ASSIGNMENT:
Count, in the entries below, the lines in which "message" occurs. Give the number, nothing more.

SUPPLIED RECORDS:
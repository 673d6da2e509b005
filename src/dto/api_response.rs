use serde::Serialize;

// Response genérica para operaciones de escritura
#[derive(Debug, Serialize)]
pub struct ApiResponse<T> {
    pub success: bool,
    pub message: Option<String>,
    pub data: Option<T>,
}

impl<T> ApiResponse<T> {
    pub fn success(data: T) -> Self {
        Self {
            success: true,
            message: None,
            data: Some(data),
        }
    }

    pub fn success_with_message(data: T, message: impl Into<String>) -> Self {
        Self {
            success: true,
            message: Some(message.into()),
            data: Some(data),
        }
    }
}

impl ApiResponse<()> {
    pub fn message(message: impl Into<String>) -> Self {
        Self {
            success: true,
            message: Some(message.into()),
            data: None,
        }
    }
}
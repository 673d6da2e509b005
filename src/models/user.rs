//! Modelo de User
//!
//! Mapea la tabla users. Los empleados reservan vehículos y los
//! administradores gestionan la flota.

use chrono::{DateTime, Utc};
use serde::{Deserialize, Serialize};
use sqlx::{FromRow, Type};
use uuid::Uuid;

/// Rol del usuario - mapea al ENUM user_role
#[derive(Debug, Clone, Copy, Serialize, Deserialize, Type, PartialEq, Eq)]
#[sqlx(type_name = "user_role", rename_all = "lowercase")]
#[serde(rename_all = "lowercase")]
pub enum UserRole {
    Admin,
    Employee,
}

impl UserRole {
    pub fn as_str(&self) -> &'static str {
        match self {
            UserRole::Admin => "admin",
            UserRole::Employee => "employee",
        }
    }

    pub fn parse(s: &str) -> Option<Self> {
        match s {
            "admin" => Some(UserRole::Admin),
            "employee" => Some(UserRole::Employee),
            _ => None,
        }
    }
}

/// User - mapea exactamente a la tabla users
#[derive(Debug, Clone, FromRow)]
pub struct User {
    pub id: Uuid,
    pub username: String,
    pub password_hash: String,
    pub full_name: String,
    pub email: Option<String>,
    pub phone: Option<String>,
    pub department: Option<String>,
    pub position: Option<String>,
    pub role: UserRole,
    pub is_active: bool,
    pub created_at: DateTime<Utc>,
    pub updated_at: DateTime<Utc>,
}

impl User {
    pub fn is_admin(&self) -> bool {
        self.role == UserRole::Admin
    }
}
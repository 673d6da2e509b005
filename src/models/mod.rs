//! Modelos del sistema
//!
//! Este módulo contiene todos los modelos de datos que mapean exactamente
//! al schema PostgreSQL.

pub mod booking;
pub mod business_card;
pub mod car;
pub mod maintenance;
pub mod user;

pub use booking::{Booking, BookingAction, BookingDetails, BookingStatus};
pub use business_card::BusinessCard;
pub use car::{Car, CarStatus, CarType};
pub use maintenance::MaintenanceRecord;
pub use user::{User, UserRole};
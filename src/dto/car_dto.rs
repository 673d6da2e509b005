use serde::{Deserialize, Serialize};
use uuid::Uuid;
use validator::Validate;

use crate::models::car::{Car, CarStatus};
use crate::utils::validation::validate_license_plate;

// Request para crear un tipo de vehículo
#[derive(Debug, Deserialize, Validate)]
pub struct CreateCarTypeRequest {
    #[validate(length(min = 2, max = 100))]
    pub name: String,
    #[validate(range(min = 1, max = 100))]
    pub capacity: i32,
    #[validate(length(max = 500))]
    pub description: Option<String>,
}

// Request para actualizar un tipo de vehículo
#[derive(Debug, Deserialize, Validate)]
pub struct UpdateCarTypeRequest {
    #[validate(length(min = 2, max = 100))]
    pub name: Option<String>,
    #[validate(range(min = 1, max = 100))]
    pub capacity: Option<i32>,
    #[validate(length(max = 500))]
    pub description: Option<String>,
}

// Request para crear un vehículo
#[derive(Debug, Deserialize, Validate)]
pub struct CreateCarRequest {
    pub car_type_id: Uuid,
    #[validate(custom = "validate_license_plate")]
    pub license_plate: String,
    #[validate(length(min = 1, max = 100))]
    pub brand: String,
    #[validate(length(min = 1, max = 100))]
    pub model: String,
    #[validate(length(max = 50))]
    pub color: Option<String>,
    #[validate(range(min = 0))]
    pub mileage: Option<i32>,
}

// Request para actualizar un vehículo
#[derive(Debug, Deserialize, Validate)]
pub struct UpdateCarRequest {
    pub car_type_id: Option<Uuid>,
    #[validate(custom = "validate_license_plate")]
    pub license_plate: Option<String>,
    #[validate(length(min = 1, max = 100))]
    pub brand: Option<String>,
    #[validate(length(min = 1, max = 100))]
    pub model: Option<String>,
    #[validate(length(max = 50))]
    pub color: Option<String>,
    #[validate(range(min = 0))]
    pub mileage: Option<i32>,
}

// Request para cambiar el estado del vehículo
#[derive(Debug, Deserialize)]
pub struct UpdateCarStatusRequest {
    pub status: CarStatus,
}

// Request de subida de imagen (contenido en base64)
#[derive(Debug, Deserialize, Validate)]
pub struct UploadImageRequest {
    #[validate(length(min = 1, max = 255))]
    pub filename: String,
    #[validate(length(min = 1))]
    pub content_base64: String,
}

// Filtros de listado de vehículos
#[derive(Debug, Default, Deserialize)]
pub struct CarFilters {
    pub status: Option<CarStatus>,
    pub car_type_id: Option<Uuid>,
}

// Búsqueda de disponibilidad
#[derive(Debug, Deserialize)]
pub struct AvailabilityQuery {
    pub start_date: String,
    pub start_time: String,
    pub end_date: String,
    pub end_time: String,
    pub passengers: Option<i32>,
}

// Response de vehículo con la URL pública de la imagen
#[derive(Debug, Serialize)]
pub struct CarResponse {
    #[serde(flatten)]
    pub car: Car,
    pub image_url: Option<String>,
}

impl From<Car> for CarResponse {
    fn from(car: Car) -> Self {
        let image_url = car.image_path.as_ref().map(|path| format!("/uploads/{}", path));
        Self { car, image_url }
    }
}
//! Tests de integración del ciclo de vida de las reservas
//!
//! Cada test crea su propio vehículo, así que pueden ejecutarse en paralelo
//! sobre la misma base de datos.

#[macro_use]
mod common;

use axum::http::StatusCode;
use serde_json::json;

use fleet_booking::models::user::UserRole;

use common::booking_body;

#[tokio::test]
async fn test_full_booking_lifecycle() {
    require_db!(app);
    let admin = app.create_user(UserRole::Admin).await;
    let employee = app.create_user(UserRole::Employee).await;
    let car_id = app.create_car(&admin.token, 5, 10_000).await;

    // Solicitud
    let (status, created) = app
        .post("/api/bookings", &employee.token, booking_body(car_id, 10, "09:00", "12:00"))
        .await;
    assert_eq!(status, StatusCode::OK, "{created}");
    assert_eq!(created["data"]["status"], "pending");
    assert!(created["data"]["license_plate"].is_string());
    let booking_id = created["data"]["id"].as_str().unwrap().to_string();

    // Solapamiento con una solicitud pendiente
    let (status, _) = app
        .post("/api/bookings", &employee.token, booking_body(car_id, 10, "11:00", "13:00"))
        .await;
    assert_eq!(status, StatusCode::CONFLICT);

    // Intervalos semiabiertos: empezar justo al terminar no solapa
    let (status, back_to_back) = app
        .post("/api/bookings", &employee.token, booking_body(car_id, 10, "12:00", "13:00"))
        .await;
    assert_eq!(status, StatusCode::OK, "{back_to_back}");

    // Aprobación
    let (status, approved) = app
        .put(&format!("/api/bookings/{}/approve", booking_id), &admin.token, json!({}))
        .await;
    assert_eq!(status, StatusCode::OK, "{approved}");
    assert_eq!(approved["data"]["status"], "approved");
    assert_eq!(approved["data"]["start_mileage"], 10_000);
    assert_eq!(approved["data"]["approved_by"], admin.user.id.to_string());

    let (_, car) = app.get(&format!("/api/cars/{}", car_id), &employee.token).await;
    assert_eq!(car["status"], "booked");

    // Una reserva aprobada no se puede volver a aprobar
    let (status, _) = app
        .put(&format!("/api/bookings/{}/approve", booking_id), &admin.token, json!({}))
        .await;
    assert_eq!(status, StatusCode::CONFLICT);

    // Devolución
    let (status, returned) = app
        .put(
            &format!("/api/bookings/{}/return", booking_id),
            &employee.token,
            json!({ "end_mileage": 10_120 }),
        )
        .await;
    assert_eq!(status, StatusCode::OK, "{returned}");
    assert_eq!(returned["data"]["status"], "completed");
    assert_eq!(returned["data"]["distance"], 120);

    let (_, car) = app.get(&format!("/api/cars/{}", car_id), &employee.token).await;
    assert_eq!(car["status"], "available");
    assert_eq!(car["mileage"], 10_120);

    // Estado terminal
    let (status, _) = app
        .put(&format!("/api/bookings/{}/cancel", booking_id), &employee.token, json!({}))
        .await;
    assert_eq!(status, StatusCode::CONFLICT);
}

#[tokio::test]
async fn test_reject_booking() {
    require_db!(app);
    let admin = app.create_user(UserRole::Admin).await;
    let employee = app.create_user(UserRole::Employee).await;
    let car_id = app.create_car(&admin.token, 5, 0).await;

    let (_, created) = app
        .post("/api/bookings", &employee.token, booking_body(car_id, 11, "08:00", "09:30"))
        .await;
    let booking_id = created["data"]["id"].as_str().unwrap().to_string();

    let (status, rejected) = app
        .put(
            &format!("/api/bookings/{}/reject", booking_id),
            &admin.token,
            json!({ "reason": "Vehicle reserved for management" }),
        )
        .await;
    assert_eq!(status, StatusCode::OK, "{rejected}");
    assert_eq!(rejected["data"]["status"], "rejected");
    assert_eq!(rejected["data"]["rejection_reason"], "Vehicle reserved for management");

    let (status, _) = app
        .put(&format!("/api/bookings/{}/approve", booking_id), &admin.token, json!({}))
        .await;
    assert_eq!(status, StatusCode::CONFLICT);

    // El hueco queda libre otra vez
    let (status, _) = app
        .post("/api/bookings", &employee.token, booking_body(car_id, 11, "08:00", "09:30"))
        .await;
    assert_eq!(status, StatusCode::OK);
}

#[tokio::test]
async fn test_cancel_approved_booking_releases_car() {
    require_db!(app);
    let admin = app.create_user(UserRole::Admin).await;
    let employee = app.create_user(UserRole::Employee).await;
    let car_id = app.create_car(&admin.token, 5, 500).await;

    let (_, created) = app
        .post("/api/bookings", &employee.token, booking_body(car_id, 12, "14:00", "18:00"))
        .await;
    let booking_id = created["data"]["id"].as_str().unwrap().to_string();

    let (status, _) = app
        .put(&format!("/api/bookings/{}/approve", booking_id), &admin.token, json!({}))
        .await;
    assert_eq!(status, StatusCode::OK);

    let (status, cancelled) = app
        .put(&format!("/api/bookings/{}/cancel", booking_id), &employee.token, json!({}))
        .await;
    assert_eq!(status, StatusCode::OK, "{cancelled}");
    assert_eq!(cancelled["data"]["status"], "cancelled");

    let (_, car) = app.get(&format!("/api/cars/{}", car_id), &admin.token).await;
    assert_eq!(car["status"], "available");
}

#[tokio::test]
async fn test_consecutive_bookings_measure_their_own_trip() {
    require_db!(app);
    let admin = app.create_user(UserRole::Admin).await;
    let employee = app.create_user(UserRole::Employee).await;
    let car_id = app.create_car(&admin.token, 5, 10_000).await;

    let mut ids = Vec::new();
    for day in [15, 16] {
        let (_, created) = app
            .post("/api/bookings", &employee.token, booking_body(car_id, day, "09:00", "17:00"))
            .await;
        let booking_id = created["data"]["id"].as_str().unwrap().to_string();
        let (status, approved) = app
            .put(&format!("/api/bookings/{}/approve", booking_id), &admin.token, json!({}))
            .await;
        assert_eq!(status, StatusCode::OK, "{approved}");
        assert_eq!(approved["data"]["start_mileage"], 10_000);
        ids.push(booking_id);
    }

    let (status, first) = app
        .put(&format!("/api/bookings/{}/return", ids[0]), &employee.token, json!({ "end_mileage": 10_100 }))
        .await;
    assert_eq!(status, StatusCode::OK, "{first}");
    assert_eq!(first["data"]["distance"], 100);

    // La segunda reserva sigue reteniendo el vehículo
    let (_, car) = app.get(&format!("/api/cars/{}", car_id), &admin.token).await;
    assert_eq!(car["status"], "booked");

    // Por debajo de lo que ya marcó la primera devolución
    let (status, _) = app
        .put(&format!("/api/bookings/{}/return", ids[1]), &employee.token, json!({ "end_mileage": 10_050 }))
        .await;
    assert_eq!(status, StatusCode::BAD_REQUEST);

    let (status, second) = app
        .put(&format!("/api/bookings/{}/return", ids[1]), &employee.token, json!({ "end_mileage": 10_150 }))
        .await;
    assert_eq!(status, StatusCode::OK, "{second}");
    assert_eq!(second["data"]["start_mileage"], 10_100);
    assert_eq!(second["data"]["end_mileage"], 10_150);
    assert_eq!(second["data"]["distance"], 50);

    let (_, car) = app.get(&format!("/api/cars/{}", car_id), &admin.token).await;
    assert_eq!(car["status"], "available");
    assert_eq!(car["mileage"], 10_150);
}

#[tokio::test]
async fn test_return_with_lower_mileage_is_rejected() {
    require_db!(app);
    let admin = app.create_user(UserRole::Admin).await;
    let employee = app.create_user(UserRole::Employee).await;
    let car_id = app.create_car(&admin.token, 5, 2_000).await;

    let (_, created) = app
        .post("/api/bookings", &employee.token, booking_body(car_id, 13, "09:00", "10:00"))
        .await;
    let booking_id = created["data"]["id"].as_str().unwrap().to_string();
    app.put(&format!("/api/bookings/{}/approve", booking_id), &admin.token, json!({}))
        .await;

    let (status, _) = app
        .put(
            &format!("/api/bookings/{}/return", booking_id),
            &employee.token,
            json!({ "end_mileage": 1_999 }),
        )
        .await;
    assert_eq!(status, StatusCode::BAD_REQUEST);

    // Nada ha cambiado
    let (_, booking) = app.get(&format!("/api/bookings/{}", booking_id), &employee.token).await;
    assert_eq!(booking["status"], "approved");
}

#[tokio::test]
async fn test_return_pending_booking_is_conflict() {
    require_db!(app);
    let admin = app.create_user(UserRole::Admin).await;
    let employee = app.create_user(UserRole::Employee).await;
    let car_id = app.create_car(&admin.token, 5, 0).await;

    let (_, created) = app
        .post("/api/bookings", &employee.token, booking_body(car_id, 14, "09:00", "10:00"))
        .await;
    let booking_id = created["data"]["id"].as_str().unwrap().to_string();

    let (status, body) = app
        .put(
            &format!("/api/bookings/{}/return", booking_id),
            &employee.token,
            json!({ "end_mileage": 50 }),
        )
        .await;
    assert_eq!(status, StatusCode::CONFLICT);
    assert_eq!(body["code"], "CONFLICT");
}

#[tokio::test]
async fn test_booking_permissions() {
    require_db!(app);
    let admin = app.create_user(UserRole::Admin).await;
    let owner = app.create_user(UserRole::Employee).await;
    let other = app.create_user(UserRole::Employee).await;
    let car_id = app.create_car(&admin.token, 5, 0).await;

    let (_, created) = app
        .post("/api/bookings", &owner.token, booking_body(car_id, 15, "09:00", "10:00"))
        .await;
    let booking_id = created["data"]["id"].as_str().unwrap().to_string();

    let (status, _) = app
        .put(&format!("/api/bookings/{}/approve", booking_id), &owner.token, json!({}))
        .await;
    assert_eq!(status, StatusCode::FORBIDDEN);

    let (status, _) = app.get(&format!("/api/bookings/{}", booking_id), &other.token).await;
    assert_eq!(status, StatusCode::FORBIDDEN);

    let (status, _) = app
        .put(&format!("/api/bookings/{}/cancel", booking_id), &other.token, json!({}))
        .await;
    assert_eq!(status, StatusCode::FORBIDDEN);

    // Un empleado solo ve sus propias reservas aunque filtre por otro usuario
    let (status, list) = app
        .get(&format!("/api/bookings?user_id={}", owner.user.id), &other.token)
        .await;
    assert_eq!(status, StatusCode::OK);
    assert_eq!(list.as_array().unwrap().len(), 0);

    let (_, list) = app
        .get(&format!("/api/bookings?car_id={}", car_id), &admin.token)
        .await;
    assert_eq!(list.as_array().unwrap().len(), 1);
}

#[tokio::test]
async fn test_booking_validation() {
    require_db!(app);
    let admin = app.create_user(UserRole::Admin).await;
    let employee = app.create_user(UserRole::Employee).await;
    let car_id = app.create_car(&admin.token, 2, 0).await;

    // Más pasajeros que plazas
    let mut body = booking_body(car_id, 16, "09:00", "10:00");
    body["passengers"] = json!(3);
    let (status, _) = app.post("/api/bookings", &employee.token, body).await;
    assert_eq!(status, StatusCode::BAD_REQUEST);

    // Fin antes del inicio
    let (status, _) = app
        .post("/api/bookings", &employee.token, booking_body(car_id, 16, "10:00", "09:00"))
        .await;
    assert_eq!(status, StatusCode::BAD_REQUEST);

    // Fecha pasada
    let mut body = booking_body(car_id, 16, "09:00", "10:00");
    body["start_date"] = json!("2020-01-01");
    body["end_date"] = json!("2020-01-01");
    let (status, _) = app.post("/api/bookings", &employee.token, body).await;
    assert_eq!(status, StatusCode::BAD_REQUEST);

    // Fecha mal formada
    let mut body = booking_body(car_id, 16, "09:00", "10:00");
    body["start_date"] = json!("16/03/2099");
    let (status, error) = app.post("/api/bookings", &employee.token, body).await;
    assert_eq!(status, StatusCode::BAD_REQUEST);
    assert_eq!(error["code"], "VALIDATION_ERROR");
}

#[tokio::test]
async fn test_available_cars_excludes_booked_window() {
    require_db!(app);
    let admin = app.create_user(UserRole::Admin).await;
    let employee = app.create_user(UserRole::Employee).await;
    let car_id = app.create_car(&admin.token, 5, 0).await;

    app.post("/api/bookings", &employee.token, booking_body(car_id, 17, "09:00", "17:00"))
        .await;

    let query = "start_date=2099-03-17&start_time=10:00&end_date=2099-03-17&end_time=11:00";
    let (status, cars) = app.get(&format!("/api/cars/available?{}", query), &employee.token).await;
    assert_eq!(status, StatusCode::OK, "{cars}");
    let ids: Vec<&str> = cars
        .as_array()
        .unwrap()
        .iter()
        .filter_map(|c| c["id"].as_str())
        .collect();
    assert!(!ids.contains(&car_id.to_string().as_str()));

    let query = "start_date=2099-03-17&start_time=17:00&end_date=2099-03-17&end_time=18:00";
    let (_, cars) = app.get(&format!("/api/cars/available?{}", query), &employee.token).await;
    assert!(cars
        .as_array()
        .unwrap()
        .iter()
        .any(|c| c["id"] == car_id.to_string()));
}
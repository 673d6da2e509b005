//! Almacenamiento de imágenes de vehículos en el sistema de archivos
//!
//! Las imágenes llegan en base64 (opcionalmente como data URL), se validan
//! por extensión y firma, y se guardan bajo `upload_dir/cars/`. La ruta
//! relativa es la que se persiste en `cars.image_path`.

use base64::{engine::general_purpose::STANDARD, Engine as _};
use std::path::{Component, Path, PathBuf};
use tracing::{info, warn};
use uuid::Uuid;

use crate::utils::errors::{AppError, AppResult};

const CAR_IMAGES_DIR: &str = "cars";

#[derive(Debug, Clone)]
pub struct ImageStorage {
    root: PathBuf,
    max_bytes: usize,
}

impl ImageStorage {
    pub fn new(root: PathBuf, max_bytes: usize) -> Self {
        Self { root, max_bytes }
    }

    /// Decodificar el contenido y comprobar tamaño y formato
    pub fn decode(&self, filename: &str, content_base64: &str) -> AppResult<(Vec<u8>, &'static str)> {
        let extension = allowed_extension(filename)?;

        let payload = match content_base64.split_once(";base64,") {
            Some((prefix, data)) if prefix.starts_with("data:") => data,
            _ => content_base64,
        };

        let bytes = STANDARD
            .decode(payload.trim())
            .map_err(|_| AppError::BadRequest("La imagen no es base64 válido".to_string()))?;

        if bytes.is_empty() {
            return Err(AppError::BadRequest("La imagen está vacía".to_string()));
        }
        if bytes.len() > self.max_bytes {
            return Err(AppError::BadRequest(format!(
                "La imagen supera el tamaño máximo de {} bytes",
                self.max_bytes
            )));
        }
        if !signature_matches(extension, &bytes) {
            return Err(AppError::BadRequest(
                "El contenido no corresponde al tipo de imagen".to_string(),
            ));
        }

        Ok((bytes, extension))
    }

    /// Guardar la imagen de un vehículo y devolver la ruta relativa
    pub async fn save_car_image(&self, car_id: Uuid, filename: &str, content_base64: &str) -> AppResult<String> {
        let (bytes, extension) = self.decode(filename, content_base64)?;

        let relative = format!("{}/{}-{}.{}", CAR_IMAGES_DIR, car_id, Uuid::new_v4().simple(), extension);
        let target = self.root.join(&relative);

        if let Some(parent) = target.parent() {
            tokio::fs::create_dir_all(parent).await?;
        }
        tokio::fs::write(&target, &bytes).await?;

        info!(car_id = %car_id, path = %relative, bytes = bytes.len(), "🖼️ Imagen guardada");
        Ok(relative)
    }

    /// Borrar una imagen previa; si ya no existe no es un error
    pub async fn remove(&self, relative: &str) -> AppResult<()> {
        let Some(path) = self.resolve(relative) else {
            warn!(path = %relative, "⚠️ Ruta de imagen fuera del directorio de uploads");
            return Ok(());
        };

        match tokio::fs::remove_file(&path).await {
            Ok(()) => Ok(()),
            Err(e) if e.kind() == std::io::ErrorKind::NotFound => Ok(()),
            Err(e) => Err(e.into()),
        }
    }

    /// Si la operación que debía registrar la imagen falló, borrarla del disco
    pub async fn discard_on_error<T>(&self, relative: &str, result: AppResult<T>) -> AppResult<T> {
        if result.is_err() {
            if let Err(e) = self.remove(relative).await {
                warn!(path = %relative, error = %e, "⚠️ No se pudo borrar la imagen huérfana");
            }
        }
        result
    }

    fn resolve(&self, relative: &str) -> Option<PathBuf> {
        let path = Path::new(relative);
        let safe = path
            .components()
            .all(|component| matches!(component, Component::Normal(_)));
        safe.then(|| self.root.join(path))
    }
}

fn allowed_extension(filename: &str) -> AppResult<&'static str> {
    let extension = Path::new(filename)
        .extension()
        .and_then(|ext| ext.to_str())
        .map(|ext| ext.to_ascii_lowercase());

    match extension.as_deref() {
        Some("jpg") | Some("jpeg") => Ok("jpg"),
        Some("png") => Ok("png"),
        Some("webp") => Ok("webp"),
        _ => Err(AppError::BadRequest(
            "Formato de imagen no soportado (jpg, png, webp)".to_string(),
        )),
    }
}

fn signature_matches(extension: &str, bytes: &[u8]) -> bool {
    match extension {
        "jpg" => bytes.starts_with(&[0xFF, 0xD8, 0xFF]),
        "png" => bytes.starts_with(&[0x89, b'P', b'N', b'G']),
        "webp" => bytes.len() >= 12 && &bytes[0..4] == b"RIFF" && &bytes[8..12] == b"WEBP",
        _ => false,
    }
}
use axum::{
    extract::{Path, Query, State},
    http::{header, HeaderValue},
    response::{IntoResponse, Response},
    routing::get,
    Extension, Json, Router,
};
use uuid::Uuid;

use crate::controllers::business_card_controller::BusinessCardController;
use crate::dto::api_response::ApiResponse;
use crate::dto::business_card_dto::{BusinessCardFilters, BusinessCardRequest};
use crate::middleware::auth::AuthenticatedUser;
use crate::models::business_card::BusinessCard;
use crate::state::AppState;
use crate::utils::errors::AppError;

pub fn create_business_card_router() -> Router<AppState> {
    Router::new()
        .route("/", get(list_cards).post(create_card))
        .route("/:id", get(get_card).put(update_card).delete(delete_card))
        .route("/:id/vcard", get(download_vcard))
}

async fn list_cards(
    State(state): State<AppState>,
    Extension(actor): Extension<AuthenticatedUser>,
    Query(filters): Query<BusinessCardFilters>,
) -> Result<Json<Vec<BusinessCard>>, AppError> {
    let controller = BusinessCardController::new(state.pool.clone());
    Ok(Json(controller.list(&actor, filters).await?))
}

async fn get_card(
    State(state): State<AppState>,
    Extension(actor): Extension<AuthenticatedUser>,
    Path(id): Path<Uuid>,
) -> Result<Json<BusinessCard>, AppError> {
    let controller = BusinessCardController::new(state.pool.clone());
    Ok(Json(controller.get_by_id(&actor, id).await?))
}

// Un cuerpo vacío crea la tarjeta a partir del perfil
async fn create_card(
    State(state): State<AppState>,
    Extension(actor): Extension<AuthenticatedUser>,
    request: Option<Json<BusinessCardRequest>>,
) -> Result<Json<ApiResponse<BusinessCard>>, AppError> {
    let request = request.map(|Json(r)| r).unwrap_or_default();
    let controller = BusinessCardController::new(state.pool.clone());
    Ok(Json(controller.create(&actor, request, &state.config.company_name).await?))
}

async fn update_card(
    State(state): State<AppState>,
    Extension(actor): Extension<AuthenticatedUser>,
    Path(id): Path<Uuid>,
    Json(request): Json<BusinessCardRequest>,
) -> Result<Json<ApiResponse<BusinessCard>>, AppError> {
    let controller = BusinessCardController::new(state.pool.clone());
    Ok(Json(controller.update(&actor, id, request).await?))
}

async fn delete_card(
    State(state): State<AppState>,
    Extension(actor): Extension<AuthenticatedUser>,
    Path(id): Path<Uuid>,
) -> Result<Json<ApiResponse<()>>, AppError> {
    let controller = BusinessCardController::new(state.pool.clone());
    controller.delete(&actor, id).await?;
    Ok(Json(ApiResponse::message("Tarjeta de visita eliminada")))
}

async fn download_vcard(
    State(state): State<AppState>,
    Extension(actor): Extension<AuthenticatedUser>,
    Path(id): Path<Uuid>,
) -> Result<Response, AppError> {
    let controller = BusinessCardController::new(state.pool.clone());
    let (filename, body) = controller.vcard(&actor, id).await?;

    let disposition = HeaderValue::from_str(&format!("attachment; filename=\"{}\"", filename))
        .map_err(|e| AppError::Internal(format!("Cabecera inválida: {}", e)))?;

    Ok((
        [
            (header::CONTENT_TYPE, HeaderValue::from_static("text/vcard; charset=utf-8")),
            (header::CONTENT_DISPOSITION, disposition),
        ],
        body,
    )
        .into_response())
}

FINISHED TASK:
7